Task directions: Give the number of lines in the records below that contain the word "inner", and nothing more.

Records for the task:
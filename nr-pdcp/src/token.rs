//! Crypto task accounting.
//!
//! Every task handed to the crypto executor carries a [`CryptoToken`];
//! dropping the token releases its slot. [`CryptoTokenManager::stop`] stops
//! the issuance of new tokens and arms the drain flag: once the last
//! outstanding token drops, the awaitable [`EventFlag`] sets and teardown
//! can proceed knowing no late crypto task will touch freed state.

use std::sync::atomic::{AtomicBool, AtomicU32, Ordering};
use std::sync::Arc;
use std::time::Duration;

use parking_lot::{Condvar, Mutex};

/// Manually-reset event flag usable across threads.
#[derive(Clone)]
pub struct EventFlag {
    inner: Arc<(Mutex<bool>, Condvar)>,
}

impl EventFlag {
    pub fn new() -> Self {
        Self {
            inner: Arc::new((Mutex::new(false), Condvar::new())),
        }
    }

    pub fn set(&self) {
        let (lock, cond) = &*self.inner;
        *lock.lock() = true;
        cond.notify_all();
    }

    pub fn reset(&self) {
        let (lock, _) = &*self.inner;
        *lock.lock() = false;
    }

    pub fn is_set(&self) -> bool {
        *self.inner.0.lock()
    }

    pub fn wait(&self) {
        let (lock, cond) = &*self.inner;
        let mut set = lock.lock();
        while !*set {
            cond.wait(&mut set);
        }
    }

    /// Waits until the flag sets or the timeout elapses; returns whether the
    /// flag is set.
    pub fn wait_timeout(&self, timeout: Duration) -> bool {
        let (lock, cond) = &*self.inner;
        let mut set = lock.lock();
        if !*set {
            cond.wait_for(&mut set, timeout);
        }
        *set
    }
}

impl Default for EventFlag {
    fn default() -> Self {
        Self::new()
    }
}

struct TokenShared {
    outstanding: AtomicU32,
    stopped: AtomicBool,
    flag: EventFlag,
}

/// Tracks outstanding crypto tasks of one PDCP entity.
pub struct CryptoTokenManager {
    shared: Arc<TokenShared>,
}

impl CryptoTokenManager {
    pub fn new() -> Self {
        Self {
            shared: Arc::new(TokenShared {
                outstanding: AtomicU32::new(0),
                stopped: AtomicBool::new(false),
                flag: EventFlag::new(),
            }),
        }
    }

    /// Issues a token for a new crypto task, unless issuance is stopped.
    pub fn try_issue(&self) -> Option<CryptoToken> {
        if self.shared.stopped.load(Ordering::SeqCst) {
            return None;
        }
        self.shared.outstanding.fetch_add(1, Ordering::SeqCst);
        Some(CryptoToken {
            shared: Arc::clone(&self.shared),
        })
    }

    /// Stops new-token issuance; the awaitable sets once all outstanding
    /// tokens have been released.
    pub fn stop(&self) {
        self.shared.stopped.store(true, Ordering::SeqCst);
        if self.shared.outstanding.load(Ordering::SeqCst) == 0 {
            self.shared.flag.set();
        }
    }

    /// Resumes token issuance after a stop.
    pub fn start(&self) {
        self.shared.flag.reset();
        self.shared.stopped.store(false, Ordering::SeqCst);
    }

    pub fn awaitable(&self) -> EventFlag {
        self.shared.flag.clone()
    }
}

impl Default for CryptoTokenManager {
    fn default() -> Self {
        Self::new()
    }
}

/// RAII slot of one in-flight crypto task. Not clonable; moved with the task
/// across executors.
pub struct CryptoToken {
    shared: Arc<TokenShared>,
}

impl Drop for CryptoToken {
    fn drop(&mut self) {
        let prev = self.shared.outstanding.fetch_sub(1, Ordering::SeqCst);
        if prev == 1 && self.shared.stopped.load(Ordering::SeqCst) {
            self.shared.flag.set();
        }
    }
}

Answer to the exercise: 7